L'acacia d'Afrique devient toxique lorsque le grignotage de ses feuilles dépasse les limites de l'acceptable. Il est généreux, mais sait se protéger. Des épines se dressent. Pour entretenir ses défenses l'acacia accueille dans le creux de ses épines toute une armée de féroces guerriers (les fourmis) qui repousseront les autres envahisseurs (les insectes). Afin de fidéliser sa garde il sait leur offrir un délicieux nectar. Ainsi un équilibre des forces s'établit entre le don et la protection partagée grâce à la solidarité née de la peur d'être dévoré sur pied ...
Cet équilibre naturel a été remis en question par la main de l'homme (encore lui et ses expériences !) : à vouloir trop protéger des agresseurs habituels (les girafes et autres mammifères friands des feuilles d'acacia) le remède s'est trouvé pire que le mal : plus de défenses naturelles (devenues inutiles), plus d'alliés (les fourmis au chômage ont piqué quelques crocs en guise de piquets de grève et sont parties vers d'autres cieux ou d'autres branches) ... et de multiples parasites se sont installés sans rien pour les en empêcher ...
Finalement cet excès de protection a engendré une plus grande faiblesse ...Il en va de même dans notre société : les épreuves renforcent le sens de la solidarité et nous incitent à trouver des solutions appropriées. Tout donner, (et surprotéger) c'est finalement appauvrir ...
L'acacia et la fourmi
Pour ne pas être totalement, dévorés quand les herbivores s'attaquent à leur feuillage, les acacias d'Afrique produisent une substance qui rend les feuilles toxiques. Chose extraordinaire, tous les arbres du bosquet deviennent impropres à la consommation au même moment. Gazelles, girafes et autres mammifères poursuivent leur chemin. Une expérience intéressante a été mise en place : pendant dix ans, les acacias ont été protégés par des clôtures infranchissables. Les premières années, les arbres étaient en pleine forme, puis ils ont commencé à dépérir au bout de 4-5 ans.
Les acacias d'Afrique produisent des épines creuses qui servent de refuge à des colonies de fourmis, et non contents de leur fournir ainsi le gîte, elles leur offrent aussi le couvert en produisant du nectar pour les nourrir. En, contrepartie, les fourmis éloignent ou combattent les insectes qui seraient tentés de s'attaquer aux feuilles d'acacia.

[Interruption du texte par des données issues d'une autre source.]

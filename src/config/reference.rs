//! Built-in reference gearbox.
//!
//! Two-stage spur gearbox with 21/41 teeth on four rolling bearings. The
//! input gear develops pitting on one tooth; the output gear stays healthy.

use super::gearbox_config::{
    BearingConfig, ChanceFactors, CurveFitGrid, DegradationConfig, DegradationSignalConfig,
    FaultSourceConfig, GearConfig, GearboxConfig, PulseCarrier, SampleDistribution, Shaft,
    SimulationConfig, WoehlerConfig,
};
use super::defaults;
use crate::signal::{AmplitudeModel, GaussPulse, ScaleBounds, ScaleModel};

const REFERENCE_HARMONICS: [u32; 11] = [1, 2, 3, 4, 5, 6, 7, 9, 10, 11, 12];

impl GearboxConfig {
    /// The reference gearbox used when no config file is found.
    pub fn reference() -> Self {
        Self {
            simulation: SimulationConfig {
                rotational_frequency_in: 20.0,
                sample_interval: 1.0,
                sample_rate: 5000.0,
                seed: None,
                fixed_start: true,
                max_state0_attempts: defaults::MAX_STATE0_ATTEMPTS,
            },
            gear_in: GearConfig {
                no_teeth: 21,
                harmonics: REFERENCE_HARMONICS.to_vec(),
                harmonics_fac: Some(vec![
                    0.25, 0.75, 0.475, 0.225, 0.4, 0.525, 0.61, 0.59, 0.46, 0.44, 0.2,
                ]),
                signal: PulseCarrier::Gausspulse(GaussPulse::default()),
                amplitude: AmplitudeModel::GaussianRepeat { mu: 1.8, sigma: 0.2 },
                noise: gear_noise(),
                torque_scale: ScaleModel::None,
                degradation: DegradationConfig {
                    failing_teeth: 1,
                    chances: reference_chances(),
                    n0: SampleDistribution::Normal { mean: 6.875e6, std: 1.053e6 },
                    a0: SampleDistribution::Normal { mean: 0.45, std: 0.205 },
                    neol: SampleDistribution::Normal { mean: 11.39e6, std: 1.053e6 },
                    aeol: SampleDistribution::Normal { mean: 4.0, std: 0.0 },
                    woehler: reference_woehler(),
                    grid: reference_grid(),
                },
                degradation_signal: reference_degradation_signal(),
            },
            gear_out: GearConfig {
                no_teeth: 41,
                harmonics: REFERENCE_HARMONICS.to_vec(),
                harmonics_fac: Some(vec![
                    0.1, 0.8, 0.3, 0.1, 0.1, 0.1, 0.45, 0.15, 0.05, 0.3, 0.1,
                ]),
                signal: PulseCarrier::Gausspulse(GaussPulse::default()),
                amplitude: AmplitudeModel::GaussianRepeat { mu: 1.8, sigma: 0.2 },
                noise: gear_noise(),
                torque_scale: ScaleModel::None,
                degradation: DegradationConfig {
                    failing_teeth: 0,
                    chances: reference_chances(),
                    n0: SampleDistribution::Normal { mean: 6.875e6, std: 1.053e6 },
                    a0: SampleDistribution::Normal { mean: 0.45, std: 0.305 },
                    neol: SampleDistribution::Normal { mean: 10.39e6, std: 1.053e6 },
                    aeol: SampleDistribution::Normal { mean: 4.0, std: 0.0 },
                    woehler: reference_woehler(),
                    grid: reference_grid(),
                },
                degradation_signal: reference_degradation_signal(),
            },
            bearings: vec![
                BearingConfig {
                    name: "Bearing 1".to_string(),
                    shaft: Shaft::Input,
                    no_elements: 11,
                    inner_ring: fault_source(&[10], None, Some(0.16)),
                    rolling_element: fault_source(&[85], None, Some(0.11)),
                    outer_ring: fault_source(&[1], None, None),
                },
                BearingConfig {
                    name: "Bearing 2".to_string(),
                    shaft: Shaft::Input,
                    no_elements: 9,
                    inner_ring: fault_source(&[8, 12, 16], Some(&[1.0, 1.0, 0.35]), Some(0.132)),
                    rolling_element: fault_source(&[85], None, None),
                    outer_ring: fault_source(&[30], None, Some(0.05)),
                },
                BearingConfig {
                    name: "Bearing 3".to_string(),
                    shaft: Shaft::Output,
                    no_elements: 13,
                    inner_ring: fault_source(&[1], None, None),
                    rolling_element: fault_source(&[772], None, Some(0.035)),
                    outer_ring: fault_source(&[16, 19, 30], Some(&[1.1, 1.0, 1.4]), Some(0.07)),
                },
                BearingConfig {
                    name: "Bearing 4".to_string(),
                    shaft: Shaft::Output,
                    no_elements: 12,
                    inner_ring: fault_source(&[1], None, None),
                    rolling_element: fault_source(&[198], None, Some(0.425)),
                    outer_ring: fault_source(&[1], None, None),
                },
            ],
        }
    }
}

fn gear_noise() -> AmplitudeModel {
    AmplitudeModel::Gaussian { mu: 0.0, sigma: 0.0005 }
}

fn reference_chances() -> ChanceFactors {
    ChanceFactors {
        neighbouring: 10.0,
        opposite: 10.0,
        keep_order: 1.0,
    }
}

fn reference_woehler() -> WoehlerConfig {
    WoehlerConfig {
        k: 10.5,
        n_ref: 10_390_000.0,
        torque_ref: 200.0,
    }
}

fn reference_grid() -> CurveFitGrid {
    CurveFitGrid {
        theta1: [0.0001, 0.0902, 0.01],
        theta2: [0.10e-6, 1.51e-6, 0.005e-6],
        theta3: [-2.0, 0.5, 0.05],
    }
}

fn reference_degradation_signal() -> DegradationSignalConfig {
    DegradationSignalConfig {
        scale: ScaleModel::Linear(ScaleBounds::new(1.0, 2.0, 0.0, 4.0).with_exponent(2.0)),
        torque_influence: false,
        noise: AmplitudeModel::Gaussian { mu: 0.0, sigma: 0.0005 },
    }
}

/// Sine fault source without noise or torque influence.
/// A `None` amplitude mutes the source.
fn fault_source(harmonics: &[u32], fac: Option<&[f64]>, amplitude: Option<f64>) -> FaultSourceConfig {
    FaultSourceConfig {
        harmonics: harmonics.to_vec(),
        harmonics_fac: fac.map(<[f64]>::to_vec),
        amplitude: amplitude.map_or(AmplitudeModel::None, |constant| AmplitudeModel::Constant { constant }),
        noise: AmplitudeModel::None,
        torque_scale: ScaleModel::None,
    }
}
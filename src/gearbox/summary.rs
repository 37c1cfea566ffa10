//! Read-only reporting snapshot of a gearbox simulation.

use chrono::{DateTime, Utc};
use serde::Serialize;
use tracing::info;

use crate::config::Shaft;
use crate::degradation::{GearState, ToothState0};
use crate::vibration::BearingFrequencies;

use super::GearboxState;

#[derive(Debug, Clone, Serialize)]
pub struct GearSummary {
    pub name: String,
    pub no_teeth: u32,
    pub rotational_frequency: f64,
    pub mesh_frequency: f64,
    /// Draw-and-fit attempts of the initial states.
    pub attempts: u32,
    pub state0: Vec<ToothState0>,
    pub latest: GearState,
}

#[derive(Debug, Clone, Serialize)]
pub struct BearingSummary {
    pub name: String,
    pub shaft: Shaft,
    pub frequencies: BearingFrequencies,
}

/// Everything an external reporter needs about the current run.
#[derive(Debug, Clone, Serialize)]
pub struct GearboxSummary {
    pub generated_at: DateTime<Utc>,
    pub seed: u64,
    pub state: GearboxState,
    pub gear_ratio: f64,
    pub gears: Vec<GearSummary>,
    pub bearings: Vec<BearingSummary>,
    pub latest_load_cycle: Option<f64>,
    pub history_len: usize,
    pub vibration_runs: usize,
}

impl GearboxSummary {
    pub fn log(&self) {
        info!(
            seed = self.seed,
            state = ?self.state,
            gear_ratio = self.gear_ratio,
            latest_load_cycle = ?self.latest_load_cycle,
            history_len = self.history_len,
            vibration_runs = self.vibration_runs,
            "Gearbox summary"
        );
        for gear in &self.gears {
            let pitting: Vec<String> = gear
                .latest
                .teeth
                .iter()
                .filter(|t| t.failing)
                .map(|t| match t.pitting {
                    Some(a) => format!("{}: {a:.3}", t.tooth),
                    None => format!("{}: -", t.tooth),
                })
                .collect();
            info!(
                gear = %gear.name,
                no_teeth = gear.no_teeth,
                mesh_frequency = gear.mesh_frequency,
                failing = gear.state0.len(),
                pitting = %pitting.join(", "),
                "Gear degradation"
            );
        }
        for bearing in &self.bearings {
            info!(
                bearing = %bearing.name,
                shaft = ?bearing.shaft,
                inner_ring = bearing.frequencies.inner_ring,
                rolling_element = bearing.frequencies.rolling_element,
                outer_ring = bearing.frequencies.outer_ring,
                "Bearing fault frequencies"
            );
        }
    }
}
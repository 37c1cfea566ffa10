//! Small gearbox shared by unit tests.

use crate::config::{GearboxConfig, SampleDistribution};

/// 10/15 teeth at 10 Hz, 0.2 s at 5 kHz, two failing input teeth and one
/// failing output tooth with tight state distributions.
pub(crate) fn small_config() -> GearboxConfig {
    let mut config = GearboxConfig::reference();
    config.simulation.rotational_frequency_in = 10.0;
    config.simulation.sample_interval = 0.2;
    config.simulation.sample_rate = 5000.0;
    config.simulation.seed = Some(7);
    config.gear_in.no_teeth = 10;
    config.gear_out.no_teeth = 15;

    for (gear, failing) in [(&mut config.gear_in, 2), (&mut config.gear_out, 1)] {
        let deg = &mut gear.degradation;
        deg.failing_teeth = failing;
        deg.n0 = SampleDistribution::Normal { mean: 1e6, std: 5e4 };
        deg.a0 = SampleDistribution::Normal { mean: 0.3, std: 0.02 };
        deg.neol = SampleDistribution::Normal { mean: 5e6, std: 2e5 };
        deg.aeol = SampleDistribution::Normal { mean: 4.0, std: 0.0 };
    }
    config
}
//! Vibration Engine
//!
//! Builds the signal models of both gears and all bearings from static
//! geometry and produces one acceleration waveform per run:
//!
//! - **gear**: tooth mesh pulse trains and per-tooth load bucketing
//! - **bearing**: inner ring, rolling element and outer ring sines
//! - **degradation_signal**: impulse bursts for pitted teeth
//!
//! ## Runs
//!
//! Each run draws a sub-seed from the engine's own generator, so two runs
//! differ but a whole sequence is reproducible from the engine seed. Within
//! a run the draw order is fixed: gears, bearings, degradation bursts, and
//! finally the trim window.
//!
//! ## Torque
//!
//! The supplied torque profile is tiled to the full grid. Gears use the
//! input torque for loads and vibration; bearings on the output shaft see
//! the input torque times the gear ratio.

pub mod bearing;
pub mod degradation_signal;
pub mod gear;

pub use bearing::{BearingFaultSynthesizer, BearingFrequencies, BearingSignal, FaultKind};
pub use degradation_signal::{DegradationBurst, DegradationSignalInjector};
pub use gear::{LoadCollective, ToothMeshSynthesizer};

use rand::rngs::StdRng;
use rand::{Rng, SeedableRng};
use serde::Serialize;
use tracing::{debug, info};

use crate::config::defaults::VIBRATION_RUN_SEED_MAX;
use crate::config::{GearboxConfig, Shaft};
use crate::signal::{add_into, repeat_to_len, SampleWindow, SignalError, TrimWindow};

/// Per-tooth load collectives of both gears for one torque profile.
#[derive(Debug, Clone, Default, PartialEq, Serialize)]
pub struct GearboxLoads {
    pub gear_in: LoadCollective,
    pub gear_out: LoadCollective,
}

/// One element's contribution to a run, trimmed to the real grid.
#[derive(Debug, Clone, PartialEq, Serialize)]
pub struct VibrationComponent {
    pub element: String,
    pub labels: Vec<String>,
    pub signal: Vec<f64>,
}

/// Result of one vibration run.
#[derive(Debug, Clone, PartialEq, Serialize)]
pub struct VibrationRun {
    pub run_seed: u64,
    pub trim: TrimWindow,
    pub components: Vec<VibrationComponent>,
    /// Sum of all components.
    pub waveform: Vec<f64>,
}

/// Gear pitting sizes handed to a run (index 0 is tooth 1).
#[derive(Debug, Clone, Copy, Default)]
pub struct PittingInput<'a> {
    pub gear_in: &'a [Option<f64>],
    pub gear_out: &'a [Option<f64>],
}

struct GearModel {
    name: &'static str,
    mesh: ToothMeshSynthesizer,
    injector: DegradationSignalInjector,
}

/// Signal models of the whole gearbox plus the current torque.
pub struct VibrationEngine {
    window: SampleWindow,
    gear_ratio: f64,
    rotational_frequency_in: f64,
    rotational_frequency_out: f64,
    gear_in: GearModel,
    gear_out: GearModel,
    bearings: Vec<BearingFaultSynthesizer>,
    torque_in: Vec<f64>,
    torque_out: Vec<f64>,
    rng: StdRng,
    runs: usize,
    last_run: Option<VibrationRun>,
}

impl std::fmt::Debug for VibrationEngine {
    fn fmt(&self, f: &mut std::fmt::Formatter<'_>) -> std::fmt::Result {
        f.debug_struct("VibrationEngine")
            .field("full_len", &self.window.full_len())
            .field("real_len", &self.window.real_len())
            .field("bearings", &self.bearings.len())
            .field("runs", &self.runs)
            .finish_non_exhaustive()
    }
}

impl VibrationEngine {
    /// Build every element model for `config` under the initial `torque`.
    pub fn new(config: &GearboxConfig, seed: u64, torque: &[f64]) -> Result<Self, SignalError> {
        let sim = &config.simulation;
        let window = SampleWindow::new(
            sim.rotational_frequency_in,
            config.gear_in.no_teeth,
            config.gear_out.no_teeth,
            sim.sample_interval,
            sim.sample_rate,
            sim.fixed_start,
        )?;
        let gear_ratio = config.gear_ratio();
        let rotational_frequency_in = sim.rotational_frequency_in;
        let rotational_frequency_out = config.rotational_frequency_out();
        let mut rng = StdRng::seed_from_u64(seed);

        let gear_in = build_gear("GearIn", &mut rng, rotational_frequency_in, &config.gear_in, &window)?;
        let gear_out = build_gear("GearOut", &mut rng, rotational_frequency_out, &config.gear_out, &window)?;

        let bearings = config
            .bearings
            .iter()
            .map(|b| {
                let freq = match b.shaft {
                    Shaft::Input => rotational_frequency_in,
                    Shaft::Output => rotational_frequency_out,
                };
                BearingFaultSynthesizer::new(freq, b)
            })
            .collect();

        info!(
            seed,
            full_len = window.full_len(),
            real_len = window.real_len(),
            coverage_multiple = window.coverage_multiple(),
            mesh_events_in = gear_in.mesh.event_count(),
            mesh_events_out = gear_out.mesh.event_count(),
            "Vibration engine initialized"
        );

        let mut engine = Self {
            window,
            gear_ratio,
            rotational_frequency_in,
            rotational_frequency_out,
            gear_in,
            gear_out,
            bearings,
            torque_in: Vec::new(),
            torque_out: Vec::new(),
            rng,
            runs: 0,
            last_run: None,
        };
        engine.set_torque(torque);
        Ok(engine)
    }

    /// Replace the torque profile; tiled to the full grid.
    pub fn set_torque(&mut self, torque: &[f64]) {
        self.torque_in = repeat_to_len(torque, self.window.full_len());
        self.torque_out = self.torque_in.iter().map(|t| t * self.gear_ratio).collect();
    }

    /// Per-tooth load collectives under the current torque.
    pub fn loads(&self) -> GearboxLoads {
        GearboxLoads {
            gear_in: self.gear_in.mesh.load_per_tooth(&self.torque_in),
            gear_out: self.gear_out.mesh.load_per_tooth(&self.torque_in),
        }
    }

    /// Synthesize one waveform for the given pitting sizes.
    pub fn run(&mut self, pitting: PittingInput<'_>) -> Result<&VibrationRun, SignalError> {
        let run_seed = self.rng.gen_range(1..VIBRATION_RUN_SEED_MAX);
        let mut rng = StdRng::seed_from_u64(run_seed);
        let time = self.window.synthesis_time();
        let len = time.len();

        let mut raw: Vec<(String, Vec<String>, Vec<f64>)> = Vec::with_capacity(4 + self.bearings.len());
        for gear in [&self.gear_in, &self.gear_out] {
            let signal = gear.mesh.raw_signal(&mut rng, &self.torque_in)?;
            raw.push((gear.name.to_string(), vec![gear.name.to_string()], signal));
        }

        for bearing in &self.bearings {
            let torque = match bearing.shaft() {
                Shaft::Input => &self.torque_in,
                Shaft::Output => &self.torque_out,
            };
            let signal = bearing.raw_signal(&mut rng, time, torque)?;
            raw.push((bearing.name().to_string(), signal.labels.clone(), signal.total(len)));
        }

        for (gear, pitting) in [(&self.gear_in, pitting.gear_in), (&self.gear_out, pitting.gear_out)] {
            let burst = gear.injector.inject(&mut rng, pitting, &self.torque_in)?;
            let labels = burst.labels.iter().map(|l| format!("{} {l}", gear.name)).collect();
            raw.push((format!("{} Degradation", gear.name), labels, burst.signal));
        }

        let trim = self.window.draw_trim(&mut rng);
        let mut waveform = vec![0.0; self.window.real_len()];
        let components = raw
            .into_iter()
            .map(|(element, labels, signal)| {
                let signal = trim.apply(&signal).to_vec();
                add_into(&mut waveform, &signal);
                VibrationComponent { element, labels, signal }
            })
            .collect();

        self.runs += 1;
        debug!(run = self.runs, run_seed, start = trim.start, "Vibration run complete");
        Ok(self.last_run.insert(VibrationRun {
            run_seed,
            trim,
            components,
            waveform,
        }))
    }

    pub fn window(&self) -> &SampleWindow {
        &self.window
    }

    pub fn gear_ratio(&self) -> f64 {
        self.gear_ratio
    }

    pub fn rotational_frequency_in(&self) -> f64 {
        self.rotational_frequency_in
    }

    pub fn rotational_frequency_out(&self) -> f64 {
        self.rotational_frequency_out
    }

    pub fn gear_in(&self) -> &ToothMeshSynthesizer {
        &self.gear_in.mesh
    }

    pub fn gear_out(&self) -> &ToothMeshSynthesizer {
        &self.gear_out.mesh
    }

    pub fn bearings(&self) -> &[BearingFaultSynthesizer] {
        &self.bearings
    }

    pub fn torque_in(&self) -> &[f64] {
        &self.torque_in
    }

    pub fn torque_out(&self) -> &[f64] {
        &self.torque_out
    }

    pub fn last_run(&self) -> Option<&VibrationRun> {
        self.last_run.as_ref()
    }

    pub fn runs(&self) -> usize {
        self.runs
    }
}

fn build_gear(
    name: &'static str,
    rng: &mut StdRng,
    rotational_frequency: f64,
    config: &crate::config::GearConfig,
    window: &SampleWindow,
) -> Result<GearModel, SignalError> {
    let mesh = ToothMeshSynthesizer::new(rotational_frequency, config, window)?;
    let injector = DegradationSignalInjector::new(
        rng,
        config.no_teeth,
        &mesh.event_bounds(),
        window.synthesis_len(),
        &config.degradation_signal,
        mesh.torque_scale(),
    )?;
    Ok(GearModel { name, mesh, injector })
}

#[cfg(test)]
mod tests {
    use super::*;
    use crate::test_support::small_config;

    #[test]
    fn test_run_is_real_length_sum_of_components() {
        let config = small_config();
        let mut engine = VibrationEngine::new(&config, 5, &[200.0]).unwrap();
        let no_pitting_in = vec![None; config.gear_in.no_teeth as usize];
        let no_pitting_out = vec![None; config.gear_out.no_teeth as usize];
        let real_len = engine.window().real_len();
        let run = engine
            .run(PittingInput { gear_in: &no_pitting_in, gear_out: &no_pitting_out })
            .unwrap();
        assert_eq!(run.waveform.len(), real_len);
        assert_eq!(run.components.len(), 4 + config.bearings.len());
        for i in [0, real_len / 2, real_len - 1] {
            let sum: f64 = run.components.iter().map(|c| c.signal[i]).sum();
            assert!((sum - run.waveform[i]).abs() < 1e-9);
        }
        assert_eq!(run.components[2].element, "Bearing 1");
    }

    #[test]
    fn test_same_seed_same_waveforms() {
        let config = small_config();
        let pitting_in = vec![None; config.gear_in.no_teeth as usize];
        let pitting_out = vec![None; config.gear_out.no_teeth as usize];
        let input = PittingInput { gear_in: &pitting_in, gear_out: &pitting_out };

        let mut a = VibrationEngine::new(&config, 9, &[200.0]).unwrap();
        let mut b = VibrationEngine::new(&config, 9, &[200.0]).unwrap();
        let first_a = a.run(input).unwrap().waveform.clone();
        let first_b = b.run(input).unwrap().waveform.clone();
        assert_eq!(first_a, first_b);
        let second_a = a.run(input).unwrap().waveform.clone();
        assert_ne!(first_a, second_a, "Consecutive runs draw fresh noise");
    }

    #[test]
    fn test_output_torque_follows_gear_ratio() {
        let config = small_config();
        let mut engine = VibrationEngine::new(&config, 1, &[10.0, 20.0]).unwrap();
        assert_eq!(engine.torque_in().len(), engine.window().full_len());
        assert!((engine.torque_in()[3] - 20.0).abs() < f64::EPSILON);
        assert!((engine.torque_out()[2] - 10.0 * engine.gear_ratio()).abs() < 1e-12);
        engine.set_torque(&[5.0]);
        assert!(engine.loads().gear_in.iter().all(|(_, l)| l.iter().all(|v| (v - 5.0).abs() < 1e-12)));
    }

    #[test]
    fn test_pitted_tooth_adds_labelled_burst() {
        let config = small_config();
        let mut engine = VibrationEngine::new(&config, 2, &[200.0]).unwrap();
        let mut pitting_in = vec![None; config.gear_in.no_teeth as usize];
        pitting_in[2] = Some(1.5);
        let pitting_out = vec![None; config.gear_out.no_teeth as usize];
        let run = engine
            .run(PittingInput { gear_in: &pitting_in, gear_out: &pitting_out })
            .unwrap();
        let burst = run.components.iter().find(|c| c.element == "GearIn Degradation").unwrap();
        assert_eq!(burst.labels, vec!["GearIn Tooth 3 (a = 1.500)".to_string()]);
        let silent = run.components.iter().find(|c| c.element == "GearOut Degradation").unwrap();
        assert_eq!(silent.labels, vec!["GearOut None".to_string()]);
        assert!(silent.signal.iter().all(|v| *v == 0.0));
    }
}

Mais les acacias retranchés derrière leur clôture, étant moins agressés et se sentant en sécurité, fabriquent moins de nectar et d'épines. Les fourmis n'ayant plus suffisamment à manger s'attaquent aux arbres, puis s'en vont. D'autres insectes envahissent alors les acacias et toutes les feuilles ou presque disparaissent. L'arbre se meurt.
Avant que les hommes n'interviennent, l'acacia donnait un peu mais recevait beaucoup. L'acacia, la girafe et la fourmi faisaient preuve de solidarité dans l'épreuve et savaient partager les richesses, tout en se protégeant.
Alain BARATON : « L'acacia et la fourmi», in : ''Je plante, donc je suis'', Editions Grasset & Fasquelle, 2010, p 178-180.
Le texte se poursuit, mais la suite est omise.